#### [About this exercise]
As the answer, give a copy of each line below that includes the word "blank".

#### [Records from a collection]
-*-*-
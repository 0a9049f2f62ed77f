//! Client-side validation errors
//!
//! These never come from the server. They are raised before a request is
//! built, so a failing form keeps the user's input untouched.

use thiserror::Error;

use crate::value_objects::description::MAX_DESCRIPTION_CHARS;

/// Validation failure on user-entered data
#[derive(Debug, Error, Clone, PartialEq, Eq)]
pub enum ValidationError {
    /// Description would exceed the character cap
    #[error("Description is limited to {max} characters (got {actual})")]
    DescriptionTooLong { actual: usize, max: usize },

    /// Character name left blank
    #[error("Character name is required")]
    NameRequired,

    /// Character description left blank
    #[error("Character description is required")]
    DescriptionRequired,

    /// Login submitted without email or password
    #[error("Email and password are required")]
    MissingCredentials,
}

impl ValidationError {
    /// Creates a description-length error for a text of `actual` characters.
    pub fn description_too_long(actual: usize) -> Self {
        Self::DescriptionTooLong {
            actual,
            max: MAX_DESCRIPTION_CHARS,
        }
    }
}

#[cfg(test)]
mod tests {
    use super::*;

    #[test]
    fn description_too_long_carries_the_cap() {
        let err = ValidationError::description_too_long(501);
        assert_eq!(
            err,
            ValidationError::DescriptionTooLong {
                actual: 501,
                max: 500
            }
        );
        assert_eq!(
            err.to_string(),
            "Description is limited to 500 characters (got 501)"
        );
    }
}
-*-*-
#### [Answer to this exercise]
    /// Character name left blank
    /// Character description left blank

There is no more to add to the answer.